**PROBLEM STATEMENT**: Scan the material that follows. Copy every line containing the word "SyntaxError".
--- START ---
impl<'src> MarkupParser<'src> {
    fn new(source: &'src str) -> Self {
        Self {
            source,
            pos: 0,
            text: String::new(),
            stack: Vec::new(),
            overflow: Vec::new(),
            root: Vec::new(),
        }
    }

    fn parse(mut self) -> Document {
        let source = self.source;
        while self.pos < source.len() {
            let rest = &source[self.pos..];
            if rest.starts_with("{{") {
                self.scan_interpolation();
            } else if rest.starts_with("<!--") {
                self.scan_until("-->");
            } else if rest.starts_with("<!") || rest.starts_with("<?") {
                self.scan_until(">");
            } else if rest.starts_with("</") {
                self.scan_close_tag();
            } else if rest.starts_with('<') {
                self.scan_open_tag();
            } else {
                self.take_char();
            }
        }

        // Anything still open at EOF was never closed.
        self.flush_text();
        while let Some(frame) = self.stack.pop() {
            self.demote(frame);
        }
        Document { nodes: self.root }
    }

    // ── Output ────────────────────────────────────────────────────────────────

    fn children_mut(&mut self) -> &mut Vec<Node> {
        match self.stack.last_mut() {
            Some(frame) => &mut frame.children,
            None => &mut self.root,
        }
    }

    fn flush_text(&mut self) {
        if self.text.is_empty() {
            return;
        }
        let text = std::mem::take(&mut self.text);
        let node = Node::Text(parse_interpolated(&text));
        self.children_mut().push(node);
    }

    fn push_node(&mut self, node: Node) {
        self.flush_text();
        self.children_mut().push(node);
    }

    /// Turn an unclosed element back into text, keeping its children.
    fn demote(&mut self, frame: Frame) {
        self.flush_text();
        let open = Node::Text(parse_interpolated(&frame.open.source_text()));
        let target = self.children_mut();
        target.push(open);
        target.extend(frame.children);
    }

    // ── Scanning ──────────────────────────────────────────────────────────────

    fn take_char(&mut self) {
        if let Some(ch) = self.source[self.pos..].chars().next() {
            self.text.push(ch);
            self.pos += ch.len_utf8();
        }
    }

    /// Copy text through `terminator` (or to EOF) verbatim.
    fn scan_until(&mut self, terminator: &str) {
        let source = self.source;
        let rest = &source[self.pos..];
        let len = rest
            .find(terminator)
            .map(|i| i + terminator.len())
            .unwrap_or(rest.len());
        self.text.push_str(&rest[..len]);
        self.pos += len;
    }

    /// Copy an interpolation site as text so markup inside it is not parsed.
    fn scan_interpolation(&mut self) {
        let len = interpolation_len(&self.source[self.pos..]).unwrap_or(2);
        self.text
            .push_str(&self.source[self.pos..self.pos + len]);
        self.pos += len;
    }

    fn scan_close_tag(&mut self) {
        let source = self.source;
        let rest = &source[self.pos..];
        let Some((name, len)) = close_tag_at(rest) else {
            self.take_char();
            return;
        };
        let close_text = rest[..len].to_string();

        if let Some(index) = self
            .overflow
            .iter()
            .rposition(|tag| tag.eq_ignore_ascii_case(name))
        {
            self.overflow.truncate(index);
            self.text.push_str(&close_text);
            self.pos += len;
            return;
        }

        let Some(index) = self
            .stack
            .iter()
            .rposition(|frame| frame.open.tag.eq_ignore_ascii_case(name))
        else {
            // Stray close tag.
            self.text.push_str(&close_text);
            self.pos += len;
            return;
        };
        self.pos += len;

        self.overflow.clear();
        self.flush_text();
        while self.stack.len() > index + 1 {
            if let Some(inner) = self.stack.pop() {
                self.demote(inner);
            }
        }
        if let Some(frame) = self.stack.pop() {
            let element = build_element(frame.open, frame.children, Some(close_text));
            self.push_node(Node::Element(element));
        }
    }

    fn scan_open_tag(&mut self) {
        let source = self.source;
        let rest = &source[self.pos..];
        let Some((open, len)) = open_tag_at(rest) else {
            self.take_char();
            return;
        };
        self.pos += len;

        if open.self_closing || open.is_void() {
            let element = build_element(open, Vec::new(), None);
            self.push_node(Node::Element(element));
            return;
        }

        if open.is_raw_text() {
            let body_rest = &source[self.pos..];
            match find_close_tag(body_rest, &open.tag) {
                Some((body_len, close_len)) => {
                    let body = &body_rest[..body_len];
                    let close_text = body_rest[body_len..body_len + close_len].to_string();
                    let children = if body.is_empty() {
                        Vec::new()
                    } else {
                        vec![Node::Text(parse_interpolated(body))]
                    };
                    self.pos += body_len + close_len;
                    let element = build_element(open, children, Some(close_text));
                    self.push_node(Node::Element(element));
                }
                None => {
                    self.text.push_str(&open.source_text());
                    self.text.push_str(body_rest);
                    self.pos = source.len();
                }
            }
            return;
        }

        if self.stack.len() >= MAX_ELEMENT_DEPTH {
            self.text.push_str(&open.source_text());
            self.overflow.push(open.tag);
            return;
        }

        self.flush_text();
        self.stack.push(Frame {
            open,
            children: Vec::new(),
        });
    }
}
--- END ---
--- START ---
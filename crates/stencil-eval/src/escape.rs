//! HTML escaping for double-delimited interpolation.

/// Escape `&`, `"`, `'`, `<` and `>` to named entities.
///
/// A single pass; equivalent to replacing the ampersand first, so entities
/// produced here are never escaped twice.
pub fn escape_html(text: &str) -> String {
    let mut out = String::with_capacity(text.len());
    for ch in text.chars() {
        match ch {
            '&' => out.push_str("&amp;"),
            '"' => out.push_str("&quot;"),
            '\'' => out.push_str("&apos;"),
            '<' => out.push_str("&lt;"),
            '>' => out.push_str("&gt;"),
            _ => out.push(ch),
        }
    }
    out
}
--- END ---
--- START ---
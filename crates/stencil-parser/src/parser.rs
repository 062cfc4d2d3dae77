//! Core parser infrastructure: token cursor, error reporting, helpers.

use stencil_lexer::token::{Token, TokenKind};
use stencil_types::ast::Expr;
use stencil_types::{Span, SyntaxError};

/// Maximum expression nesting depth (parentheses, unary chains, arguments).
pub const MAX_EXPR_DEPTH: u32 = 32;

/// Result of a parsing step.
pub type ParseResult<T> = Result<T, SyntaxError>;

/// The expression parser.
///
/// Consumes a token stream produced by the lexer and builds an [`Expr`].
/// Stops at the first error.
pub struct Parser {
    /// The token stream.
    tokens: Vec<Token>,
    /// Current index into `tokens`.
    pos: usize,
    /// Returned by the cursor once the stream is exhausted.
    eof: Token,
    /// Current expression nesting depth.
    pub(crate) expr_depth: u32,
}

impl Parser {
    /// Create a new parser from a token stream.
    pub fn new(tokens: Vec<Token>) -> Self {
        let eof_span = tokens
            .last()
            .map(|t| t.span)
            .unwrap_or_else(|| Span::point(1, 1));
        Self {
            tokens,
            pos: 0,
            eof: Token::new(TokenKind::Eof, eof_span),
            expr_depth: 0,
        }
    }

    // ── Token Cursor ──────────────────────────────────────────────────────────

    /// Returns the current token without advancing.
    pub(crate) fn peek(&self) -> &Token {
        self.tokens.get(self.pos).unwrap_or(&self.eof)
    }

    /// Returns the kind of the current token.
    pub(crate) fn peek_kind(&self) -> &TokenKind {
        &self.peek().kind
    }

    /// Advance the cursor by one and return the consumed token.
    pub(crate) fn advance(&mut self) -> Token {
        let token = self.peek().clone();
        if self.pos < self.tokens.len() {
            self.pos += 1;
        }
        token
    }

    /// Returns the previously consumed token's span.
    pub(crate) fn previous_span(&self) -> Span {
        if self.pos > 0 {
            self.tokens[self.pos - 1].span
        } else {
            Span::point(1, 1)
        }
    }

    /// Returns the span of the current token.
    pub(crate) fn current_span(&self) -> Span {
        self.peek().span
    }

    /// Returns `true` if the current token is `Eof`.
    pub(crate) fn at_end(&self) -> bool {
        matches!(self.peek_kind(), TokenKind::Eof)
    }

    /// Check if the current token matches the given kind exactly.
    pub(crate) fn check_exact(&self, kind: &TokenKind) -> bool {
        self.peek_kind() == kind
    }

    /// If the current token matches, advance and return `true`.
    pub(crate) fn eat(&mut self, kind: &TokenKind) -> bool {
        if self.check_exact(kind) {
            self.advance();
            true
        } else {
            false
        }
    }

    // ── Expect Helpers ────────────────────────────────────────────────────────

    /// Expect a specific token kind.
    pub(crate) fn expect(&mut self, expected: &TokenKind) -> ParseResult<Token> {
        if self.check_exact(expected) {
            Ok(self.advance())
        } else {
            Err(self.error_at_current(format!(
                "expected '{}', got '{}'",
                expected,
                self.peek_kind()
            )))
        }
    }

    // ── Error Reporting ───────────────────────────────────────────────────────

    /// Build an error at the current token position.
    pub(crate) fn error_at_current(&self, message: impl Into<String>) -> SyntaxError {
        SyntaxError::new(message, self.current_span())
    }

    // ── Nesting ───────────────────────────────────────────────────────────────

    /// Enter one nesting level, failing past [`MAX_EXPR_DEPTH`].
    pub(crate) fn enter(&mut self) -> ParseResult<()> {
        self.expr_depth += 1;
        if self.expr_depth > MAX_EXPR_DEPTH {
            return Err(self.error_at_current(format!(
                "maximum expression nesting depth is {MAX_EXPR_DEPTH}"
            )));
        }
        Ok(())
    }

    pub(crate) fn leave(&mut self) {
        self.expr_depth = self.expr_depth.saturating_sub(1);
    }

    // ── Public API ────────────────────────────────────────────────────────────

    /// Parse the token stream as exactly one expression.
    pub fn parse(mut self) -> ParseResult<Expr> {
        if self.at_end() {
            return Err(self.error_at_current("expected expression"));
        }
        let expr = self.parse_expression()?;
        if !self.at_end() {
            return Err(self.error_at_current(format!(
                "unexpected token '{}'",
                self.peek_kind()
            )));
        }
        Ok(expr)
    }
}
--- END ---
**RESPONSE AREA**:
use stencil_types::{Span, SyntaxError};
pub type ParseResult<T> = Result<T, SyntaxError>;
    pub(crate) fn error_at_current(&self, message: impl Into<String>) -> SyntaxError {
        SyntaxError::new(message, self.current_span())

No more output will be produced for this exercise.